[YOUR TASK]
Your output should be the line with "Value stored in" followed by every remaining line of the entries, reproduced exactly.

----

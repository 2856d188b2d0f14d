//! Order entity - a dine-in order placed from a restaurant's menu.
//!
//! Totals are computed server-side when the order is placed and never change
//! afterwards; only `status` is updated, and it is set directly.

use sea_orm::entity::prelude::*;
use serde::{Deserialize, Serialize};
use std::{fmt, str::FromStr};

/// Order database model
#[derive(Clone, Debug, PartialEq, DeriveEntityModel, Serialize, Deserialize)]
#[sea_orm(table_name = "orders")]
pub struct Model {
    /// Unique identifier
    #[sea_orm(primary_key)]
    pub id: i64,
    /// Restaurant the order was placed at
    #[sea_orm(indexed)]
    pub restaurant_id: i64,
    /// Table the guest is sitting at, if known
    pub table_id: Option<i64>,
    /// Auth-provider user id of the guest, if signed in
    pub user_id: Option<String>,
    /// Name the guest gave
    pub customer_name: Option<String>,
    /// Free-text notes for the kitchen
    pub notes: Option<String>,
    /// `NEW`, `PREPARING`, `READY`, `COMPLETED` or `CANCELLED`
    pub status: String,
    /// Sum of line totals
    pub subtotal: f64,
    /// Tax on the subtotal
    pub tax: f64,
    /// Subtotal plus tax
    pub total: f64,
    /// When the order was placed
    pub created_at: DateTimeUtc,
    /// When the status last changed
    pub updated_at: DateTimeUtc,
}

/// Defines relationships between Order and other entities
#[derive(Copy, Clone, Debug, EnumIter, DeriveRelation)]
pub enum Relation {
    /// Each order belongs to one restaurant
    #[sea_orm(
        belongs_to = "super::restaurant::Entity",
        from = "Column::RestaurantId",
        to = "super::restaurant::Column::Id",
        on_delete = "Cascade"
    )]
    Restaurant,
    /// Each order may reference one table
    #[sea_orm(
        belongs_to = "super::dining_table::Entity",
        from = "Column::TableId",
        to = "super::dining_table::Column::Id",
        on_delete = "SetNull"
    )]
    DiningTable,
    /// One order has many lines
    #[sea_orm(has_many = "super::order_item::Entity")]
    Items,
}

impl Related<super::restaurant::Entity> for Entity {
    fn to() -> RelationDef {
        Relation::Restaurant.def()
    }
}

impl Related<super::order_item::Entity> for Entity {
    fn to() -> RelationDef {
        Relation::Items.def()
    }
}

impl ActiveModelBehavior for ActiveModel {}

/// Kitchen status of an order.
#[derive(Copy, Clone, Debug, PartialEq, Eq, Serialize, Deserialize)]
#[serde(rename_all = "SCREAMING_SNAKE_CASE")]
pub enum OrderStatus {
    /// Just placed
    New,
    /// Being cooked
    Preparing,
    /// Ready to serve
    Ready,
    /// Served and closed
    Completed,
    /// Cancelled by staff
    Cancelled,
}

impl OrderStatus {
    /// Value stored in the `status` column.
    #[must_use]
    pub const fn as_str(self) -> &'static str {
        match self {
            Self::New => "NEW",
            Self::Preparing => "PREPARING",
            Self::Ready => "READY",
            Self::Completed => "COMPLETED",
            Self::Cancelled => "CANCELLED",
        }
    }
}

impl fmt::Display for OrderStatus {
    fn fmt(&self, f: &mut fmt::Formatter<'_>) -> fmt::Result {
        f.write_str(self.as_str())
    }
}

impl FromStr for OrderStatus {
    type Err = crate::errors::Error;

    fn from_str(s: &str) -> Result<Self, Self::Err> {
        match s {
            "NEW" => Ok(Self::New),
            "PREPARING" => Ok(Self::Preparing),
            "READY" => Ok(Self::Ready),
            "COMPLETED" => Ok(Self::Completed),
            "CANCELLED" => Ok(Self::Cancelled),
            other => Err(crate::errors::Error::validation(
                "status",
                format!("حالة الطلب غير معروفة: {other}"),
            )),
        }
    }
}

----

[RESPONSE FOR THIS EXERCISE]
    /// Value stored in the `status` column.
    #[must_use]
    pub const fn as_str(self) -> &'static str {
        match self {
            Self::New => "NEW",
            Self::Preparing => "PREPARING",
            Self::Ready => "READY",
            Self::Completed => "COMPLETED",
            Self::Cancelled => "CANCELLED",
        }
    }
}

impl fmt::Display for OrderStatus {
    fn fmt(&self, f: &mut fmt::Formatter<'_>) -> fmt::Result {
        f.write_str(self.as_str())
    }
}

impl FromStr for OrderStatus {
    type Err = crate::errors::Error;

    fn from_str(s: &str) -> Result<Self, Self::Err> {
        match s {
            "NEW" => Ok(Self::New),
            "PREPARING" => Ok(Self::Preparing),
            "READY" => Ok(Self::Ready),
            "COMPLETED" => Ok(Self::Completed),
            "CANCELLED" => Ok(Self::Cancelled),
            other => Err(crate::errors::Error::validation(
                "status",
                format!("حالة الطلب غير معروفة: {other}"),
            )),
        }
    }
}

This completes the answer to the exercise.